ANALITIK.CO.ID - Provinsi Kaltim berhasil meraih peringkat keempat Indeks Demokrasi Indonesia (IDI) tahun 2022 secara nasional.

Hal itu diketahui berdasarkan  dirilis yang dikeluarkan Badan Pusat Statistik (BPS).

Dijelaskan Kepala Badan Kesatuan Bangsa dan Politik (Kesbangpol) Provinsi Kaltim, Sufian Agus, bahwa IDI Kaltim tahun 2022, diukur pada tahun 2023, mencapai skor 83,58 poin.

Angka ini mengalami peningkatan sebesar 2,56 poin dibandingkan tahun sebelumnya yang mencapai 81,02 poin.

IDI sendiri merupakan indikator untuk mengukur kemajuan demokrasi di Indonesia dan digunakan sebagai acuan dalam menyusun program pembangunan politik.
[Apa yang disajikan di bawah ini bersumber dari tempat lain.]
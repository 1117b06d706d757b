//! Per-request temporary asset workspaces.
//!
//! Each reel request gets its own uniquely named temp directory, so
//! concurrent requests never collide on asset file names. All temporary
//! assets live inside the workspace and are removed on every exit path;
//! only the published output survives.

use std::path::{Path, PathBuf};
use tempfile::TempDir;
use tokio::fs;
use tracing::{debug, warn};
use uuid::Uuid;

use crate::error::{MediaError, MediaResult};

/// A scoped temp directory holding one request's intermediate assets.
pub struct ReelWorkspace {
    dir: TempDir,
}

impl ReelWorkspace {
    /// Allocate a fresh workspace under the system temp directory.
    pub fn new() -> MediaResult<Self> {
        Self::in_dir(std::env::temp_dir())
    }

    /// Allocate a fresh workspace under `base`.
    pub fn in_dir(base: impl AsRef<Path>) -> MediaResult<Self> {
        let base = base.as_ref();
        std::fs::create_dir_all(base)?;
        let dir = tempfile::Builder::new()
            .prefix(&format!("reel-{}-", Uuid::new_v4().simple()))
            .tempdir_in(base)?;
        debug!(workspace = %dir.path().display(), "Allocated reel workspace");
        Ok(Self { dir })
    }

    /// Root of the workspace.
    pub fn path(&self) -> &Path {
        self.dir.path()
    }

    /// Path for the synthesized narration audio.
    pub fn audio_path(&self) -> PathBuf {
        self.dir.path().join("narration.mp3")
    }

    /// Path for the silent visual track.
    pub fn visual_path(&self) -> PathBuf {
        self.dir.path().join("visual.mp4")
    }

    /// Path the muxer writes to before publication.
    pub fn staged_output_path(&self) -> PathBuf {
        self.dir.path().join("reel.mp4")
    }

    /// Move a finished asset to its final destination.
    ///
    /// Tries a fast rename first and falls back to copy-and-delete on
    /// EXDEV, so the destination may live on another filesystem. The
    /// destination only ever sees a complete file.
    pub async fn publish(&self, staged: impl AsRef<Path>, dest: impl AsRef<Path>) -> MediaResult<()> {
        let staged = staged.as_ref();
        let dest = dest.as_ref();

        if !staged.exists() {
            return Err(MediaError::FileNotFound(staged.to_path_buf()));
        }
        if let Some(parent) = dest.parent() {
            if !parent.as_os_str().is_empty() && !parent.exists() {
                fs::create_dir_all(parent).await?;
            }
        }

        match fs::rename(staged, dest).await {
            Ok(()) => Ok(()),
            Err(e) if is_cross_device_error(&e) => {
                debug!(
                    "Cross-device rename detected, falling back to copy+delete: {} -> {}",
                    staged.display(),
                    dest.display()
                );
                copy_and_delete(staged, dest).await
            }
            Err(e) => Err(MediaError::from(e)),
        }
    }

    /// Remove the workspace and everything in it, best effort.
    ///
    /// Deletion failures are logged, never escalated; the OS temp reaper
    /// is the backstop.
    pub fn cleanup(self) {
        let path = self.dir.path().to_path_buf();
        if let Err(e) = self.dir.close() {
            warn!(workspace = %path.display(), error = %e, "Failed to remove reel workspace");
        } else {
            debug!(workspace = %path.display(), "Removed reel workspace");
        }
    }
}

/// Check if an IO error is EXDEV (cross-device link).
fn is_cross_device_error(e: &std::io::Error) -> bool {
    e.raw_os_error() == Some(18)
}

/// Copy to a temp file beside the destination, rename, then delete source.
async fn copy_and_delete(src: &Path, dst: &Path) -> MediaResult<()> {
    let tmp_dst = dst.with_extension("tmp");

    fs::copy(src, &tmp_dst).await?;

    if let Err(e) = fs::rename(&tmp_dst, dst).await {
        let _ = std::fs::remove_file(&tmp_dst);
        return Err(MediaError::from(e));
    }

    if let Err(e) = fs::remove_file(src).await {
        warn!(
            "Failed to remove staged file after cross-device publish: {}: {}",
            src.display(),
            e
        );
    }

    Ok(())
}

#[cfg(test)]
mod tests {
    use super::*;

    #[test]
    fn test_workspaces_are_distinct() {
        let a = ReelWorkspace::new().unwrap();
        let b = ReelWorkspace::new().unwrap();
        assert_ne!(a.path(), b.path());
        assert_ne!(a.audio_path(), b.audio_path());
        a.cleanup();
        b.cleanup();
    }

    #[test]
    fn test_cleanup_removes_assets() {
        let ws = ReelWorkspace::new().unwrap();
        let root = ws.path().to_path_buf();
        std::fs::write(ws.audio_path(), b"audio").unwrap();
        std::fs::write(ws.visual_path(), b"video").unwrap();
        ws.cleanup();
        assert!(!root.exists());
    }

    #[tokio::test]
    async fn test_publish_moves_staged_output() {
        let ws = ReelWorkspace::new().unwrap();
        let dest_dir = tempfile::tempdir().unwrap();
        let dest = dest_dir.path().join("nested").join("reel.mp4");

        std::fs::write(ws.staged_output_path(), b"final video").unwrap();
        ws.publish(ws.staged_output_path(), &dest).await.unwrap();

        assert!(dest.exists());
        assert!(!ws.staged_output_path().exists());
        ws.cleanup();
    }

    #[tokio::test]
    async fn test_publish_missing_staged_file() {
        let ws = ReelWorkspace::new().unwrap();
        let err = ws
            .publish(ws.staged_output_path(), "/tmp/never.mp4")
            .await
            .unwrap_err();
        assert!(matches!(err, MediaError::FileNotFound(_)));
        ws.cleanup();
    }

    #[test]
    fn test_exdev_detection() {
        assert!(is_cross_device_error(&std::io::Error::from_raw_os_error(18)));
        assert!(!is_cross_device_error(&std::io::Error::from_raw_os_error(2)));
    }
}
Baik di tingkat pemerintah pusat maupun daerah, diukur berdasarkan tiga aspek dan 22 indikator.

Adapun beberapa aspek penilaian IDI Kaltim yang mengalami peningkatan antara lain:

- Aspek Kebebasan meningkat dari 89,46 menjadi 91,40

- Aspek Kesetaraan meningkat dari 76,67 menjadi 79,25

- Aspek Kapasitas Lembaga Demokrasi meningkat dari 77,90 menjadi 81,06

"Dengan peningkatan ini, Kaltim berhasil naik ke peringkat empat nasional, setelah sebelumnya berada di peringkat kelima," ujar Sufian Agus, Sabtu (15/7/2023).

Naiknya peringkat IDI Kaltim tersebut direspon oleh sejumlah pihak, tak terkecuali koordinator FH Pokja 30, Buyung Marajo

Menurutnya, naiknya peringkat indeks demokrasi Kaltim ini harus dilihat dari segala aspek, salah satunya melalui keterbukaan informasi.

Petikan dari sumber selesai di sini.